(Task to complete)
Read the listing below and tally the lines that contain "records"; the reply is that tally only.
_ _ _ _
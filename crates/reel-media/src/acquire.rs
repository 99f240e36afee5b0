//! Source acquisition: turn caller references into local files.
//!
//! Supported references:
//! - `http://` / `https://` URLs, streamed to `in_<uuid>.<ext>`
//! - `s3://` / `gs://` URIs, returned unchanged (pre-mounted mirror)
//! - `file://` URLs and plain local paths, copied to `in_<uuid><suffix>`
//! - any other URL scheme is rejected as unsupported

use futures_util::StreamExt;
use std::path::{Path, PathBuf};
use std::time::Duration;
use tokio::fs;
use tokio::io::AsyncWriteExt;
use tracing::{debug, info};
use url::Url;
use uuid::Uuid;

use crate::error::{MediaError, MediaResult};

/// Video file extensions picked up from directory sources.
pub const VIDEO_EXTENSIONS: &[&str] = &["mp4", "mov", "m4v", "mkv", "webm", "avi"];

/// Default HTTP download timeout.
pub const DEFAULT_DOWNLOAD_TIMEOUT: Duration = Duration::from_secs(60);

/// How a reference string is interpreted.
#[derive(Debug, Clone, PartialEq, Eq)]
enum SourceKind {
    Http(Url),
    ObjectStore,
    Local(PathBuf),
    Unsupported(String),
}

fn classify(reference: &str) -> SourceKind {
    if let Ok(url) = Url::parse(reference) {
        match url.scheme() {
            "http" | "https" => return SourceKind::Http(url),
            "s3" | "gs" => return SourceKind::ObjectStore,
            "file" => {
                if let Ok(path) = url.to_file_path() {
                    return SourceKind::Local(path);
                }
            }
            // Single letters are Windows drive prefixes
            scheme if scheme.len() > 1 => return SourceKind::Unsupported(scheme.to_string()),
            _ => {}
        }
    }
    let stripped = reference.strip_prefix("file://").unwrap_or(reference);
    SourceKind::Local(PathBuf::from(stripped))
}

/// Downloads and copies source media into a job's working directory.
#[derive(Debug, Clone)]
pub struct MediaFetcher {
    client: reqwest::Client,
}

impl Default for MediaFetcher {
    fn default() -> Self {
        Self::new(DEFAULT_DOWNLOAD_TIMEOUT)
    }
}

impl MediaFetcher {
    /// Create a fetcher whose HTTP requests time out after `timeout`.
    pub fn new(timeout: Duration) -> Self {
        let client = reqwest::Client::builder()
            .timeout(timeout)
            .build()
            .unwrap_or_else(|_| reqwest::Client::new());
        Self { client }
    }

    /// Resolve one reference to a local path inside `work_dir`.
    pub async fn resolve_source(&self, reference: &str, work_dir: &Path) -> MediaResult<PathBuf> {
        let reference = reference.trim();
        match classify(reference) {
            SourceKind::Http(url) => self.download(&url, work_dir).await,
            SourceKind::ObjectStore => {
                debug!(reference, "Object store reference passed through unchanged");
                Ok(PathBuf::from(reference))
            }
            SourceKind::Local(path) => copy_local(&path, work_dir).await,
            SourceKind::Unsupported(scheme) => Err(MediaError::UnsupportedSource(format!(
                "{} ({}:// is not supported)",
                reference, scheme
            ))),
        }
    }

    /// Resolve references in order. The first failure aborts.
    pub async fn resolve_sources(
        &self,
        references: &[String],
        work_dir: &Path,
    ) -> MediaResult<Vec<PathBuf>> {
        let mut resolved = Vec::with_capacity(references.len());
        for reference in references {
            resolved.push(self.resolve_source(reference, work_dir).await?);
        }
        Ok(resolved)
    }

    async fn download(&self, url: &Url, work_dir: &Path) -> MediaResult<PathBuf> {
        fs::create_dir_all(work_dir).await?;
        let dest = work_dir.join(format!("in_{}.{}", Uuid::new_v4().simple(), url_extension(url)));

        info!(url = %url, dest = %dest.display(), "Downloading source");

        let response = self
            .client
            .get(url.clone())
            .send()
            .await
            .map_err(|e| MediaError::download_failed(format!("{}: {}", url, e)))?;

        let status = response.status();
        if !status.is_success() {
            return Err(MediaError::download_failed(format!("{}: HTTP {}", url, status)));
        }

        let partial = dest.with_extension("part");
        let mut file = fs::File::create(&partial).await?;
        let mut stream = response.bytes_stream();
        let mut written: u64 = 0;

        while let Some(chunk) = stream.next().await {
            let chunk = match chunk {
                Ok(chunk) => chunk,
                Err(e) => {
                    drop(file);
                    let _ = fs::remove_file(&partial).await;
                    return Err(MediaError::download_failed(format!("{}: {}", url, e)));
                }
            };
            file.write_all(&chunk).await?;
            written += chunk.len() as u64;
        }
        file.flush().await?;
        drop(file);

        fs::rename(&partial, &dest).await?;
        debug!(bytes = written, dest = %dest.display(), "Download complete");
        Ok(dest)
    }
}

async fn copy_local(path: &Path, work_dir: &Path) -> MediaResult<PathBuf> {
    if !fs::try_exists(path).await.unwrap_or(false) || !path.is_file() {
        return Err(MediaError::FileNotFound(path.to_path_buf()));
    }

    fs::create_dir_all(work_dir).await?;
    let suffix = path
        .extension()
        .map(|ext| format!(".{}", ext.to_string_lossy()))
        .unwrap_or_else(|| ".mp4".to_string());
    let dest = work_dir.join(format!("in_{}{}", Uuid::new_v4().simple(), suffix));
    fs::copy(path, &dest).await?;
    Ok(dest)
}

/// Extension taken from the URL path when it names a known media type.
fn url_extension(url: &Url) -> String {
    Path::new(url.path())
        .extension()
        .map(|ext| ext.to_string_lossy().to_ascii_lowercase())
        .filter(|ext| {
            VIDEO_EXTENSIONS.contains(&ext.as_str())
                || matches!(ext.as_str(), "mp3" | "m4a" | "aac" | "wav")
        })
        .unwrap_or_else(|| "mp4".to_string())
}

/// Whether a path has one of the [`VIDEO_EXTENSIONS`] (case-insensitive).
pub fn is_video_file(path: &Path) -> bool {
    path.extension()
        .map(|ext| ext.to_string_lossy().to_ascii_lowercase())
        .is_some_and(|ext| VIDEO_EXTENSIONS.contains(&ext.as_str()))
}

/// Video files in `dir`, sorted by file name and truncated to `max_files`.
pub async fn list_directory_videos(
    dir: impl AsRef<Path>,
    max_files: usize,
) -> MediaResult<Vec<PathBuf>> {
    let dir = dir.as_ref();
    if !dir.is_dir() {
        return Err(MediaError::FileNotFound(dir.to_path_buf()));
    }

    let mut entries = fs::read_dir(dir).await?;
    let mut videos = Vec::new();
    while let Some(entry) = entries.next_entry().await? {
        let path = entry.path();
        if path.is_file() && is_video_file(&path) {
            videos.push(path);
        }
    }

    videos.sort_by(|a, b| a.file_name().cmp(&b.file_name()));
    videos.truncate(max_files);
    Ok(videos)
}
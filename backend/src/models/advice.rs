use serde::{Deserialize, Serialize};

/// A predicted close as echoed back by the client when asking for advice.
#[derive(Debug, Clone, Serialize, Deserialize)]
pub struct Prediction {
    pub date: String,
    pub predicted_close: f64,
}

#[derive(Debug, Clone, Serialize, Deserialize)]
pub struct AdviceRequest {
    pub company: String,
    pub predictions: Vec<Prediction>,
}

/// Body of `/ai-advice`. Failures are reported in-band, always with a 200.
#[derive(Debug, Clone, PartialEq, Serialize, Deserialize)]
#[serde(untagged)]
pub enum AdviceResponse {
    Advice { advice: String },
    Error { error: String },
}
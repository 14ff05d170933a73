use axum::http::StatusCode;
use axum::response::{IntoResponse, Response};
use axum::Json;
use serde_json::json;
use thiserror::Error;

use crate::external::price_provider::PriceProviderError;

/// Failures of a single forecast request. All of them are terminal for the request.
#[derive(Debug, Error)]
pub enum ForecastError {
    #[error("Company not found: {0}")]
    SymbolNotFound(String),
    #[error("Stock data not found for {0}")]
    DataNotFound(String),
    #[error("Not enough data to predict (need {required}+ records, got {actual})")]
    InsufficientData { required: usize, actual: usize },
    #[error("Numeric degeneracy: {0}")]
    NumericDegeneracy(String),
    #[error("Model inference failed: {0}")]
    ModelInference(String),
    #[error("Price source error: {0}")]
    Source(#[from] PriceProviderError),
}

#[derive(Debug, Error)]
pub enum AppError {
    #[error(transparent)]
    Forecast(#[from] ForecastError),
    #[error("Validation error: {0}")]
    Validation(String),
}

impl AppError {
    fn status(&self) -> StatusCode {
        match self {
            AppError::Forecast(err) => match err {
                ForecastError::SymbolNotFound(_) | ForecastError::DataNotFound(_) => {
                    StatusCode::NOT_FOUND
                }
                ForecastError::InsufficientData { .. } => StatusCode::BAD_REQUEST,
                ForecastError::NumericDegeneracy(_) => StatusCode::UNPROCESSABLE_ENTITY,
                ForecastError::ModelInference(_) => StatusCode::INTERNAL_SERVER_ERROR,
                ForecastError::Source(PriceProviderError::RateLimited) => {
                    StatusCode::TOO_MANY_REQUESTS
                }
                ForecastError::Source(_) => StatusCode::BAD_GATEWAY,
            },
            AppError::Validation(_) => StatusCode::BAD_REQUEST,
        }
    }
}

impl IntoResponse for AppError {
    fn into_response(self) -> Response {
        let status = self.status();
        (status, Json(json!({ "detail": self.to_string() }))).into_response()
    }
}

#[cfg(test)]
mod tests {
    use super::*;

    #[test]
    fn test_forecast_errors_map_to_statuses() {
        let cases = [
            (ForecastError::SymbolNotFound("acme".into()), StatusCode::NOT_FOUND),
            (ForecastError::DataNotFound("ACME".into()), StatusCode::NOT_FOUND),
            (
                ForecastError::InsufficientData { required: 100, actual: 99 },
                StatusCode::BAD_REQUEST,
            ),
            (
                ForecastError::NumericDegeneracy("constant series".into()),
                StatusCode::UNPROCESSABLE_ENTITY,
            ),
            (
                ForecastError::ModelInference("NaN".into()),
                StatusCode::INTERNAL_SERVER_ERROR,
            ),
            (
                ForecastError::Source(PriceProviderError::Network("reset".into())),
                StatusCode::BAD_GATEWAY,
            ),
        ];

        for (err, expected) in cases {
            let response = AppError::from(err).into_response();
            assert_eq!(response.status(), expected);
        }
    }

    #[test]
    fn test_insufficient_data_message() {
        let err = ForecastError::InsufficientData { required: 100, actual: 42 };
        assert_eq!(
            err.to_string(),
            "Not enough data to predict (need 100+ records, got 42)"
        );
    }
}
pub mod advice_service;
pub mod date_sequencer;
pub mod forecast_engine;
pub mod forecasting_service;
pub mod lstm_regressor;
pub mod normalizer;
pub mod regressor;
pub mod symbol_resolver;
use axum::extract::{Path, Query, State};
use axum::routing::get;
use axum::{Json, Router};
use tracing::{error, info, warn};

use crate::errors::{AppError, ForecastError};
use crate::models::{PredictQuery, PredictionResponse};
use crate::state::AppState;

pub fn router() -> Router<AppState> {
    Router::new()
        .route("/predict", get(predict_company))
        .route("/forecast/:symbol", get(forecast_symbol))
}

pub async fn predict_company(
    Query(params): Query<PredictQuery>,
    State(state): State<AppState>,
) -> Result<Json<PredictionResponse>, AppError> {
    let company = params.company.trim().to_lowercase();
    if company.is_empty() {
        return Err(AppError::Validation("company must not be empty".to_string()));
    }

    let ticker = state.symbols.resolve(&company).map(str::to_string);
    info!("GET /predict - company: {}, resolved ticker: {:?}", company, ticker);

    let ticker = ticker.ok_or_else(|| ForecastError::SymbolNotFound(company.clone()))?;
    run(&state, &ticker).await
}

pub async fn forecast_symbol(
    Path(symbol): Path<String>,
    State(state): State<AppState>,
) -> Result<Json<PredictionResponse>, AppError> {
    let symbol = symbol.trim().to_uppercase();
    info!("GET /forecast/{} - Generating forecast", symbol);
    run(&state, &symbol).await
}

async fn run(state: &AppState, ticker: &str) -> Result<Json<PredictionResponse>, AppError> {
    let result = state.forecaster.run_forecast(ticker).await.map_err(|e| {
        match &e {
            ForecastError::DataNotFound(_) | ForecastError::InsufficientData { .. } => {
                warn!("Cannot forecast {}: {}", ticker, e)
            }
            _ => error!("Forecast failed for {}: {}", ticker, e),
        }
        e
    })?;

    Ok(Json(result.into()))
}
_ _ _ _
(Result of the exercise)
2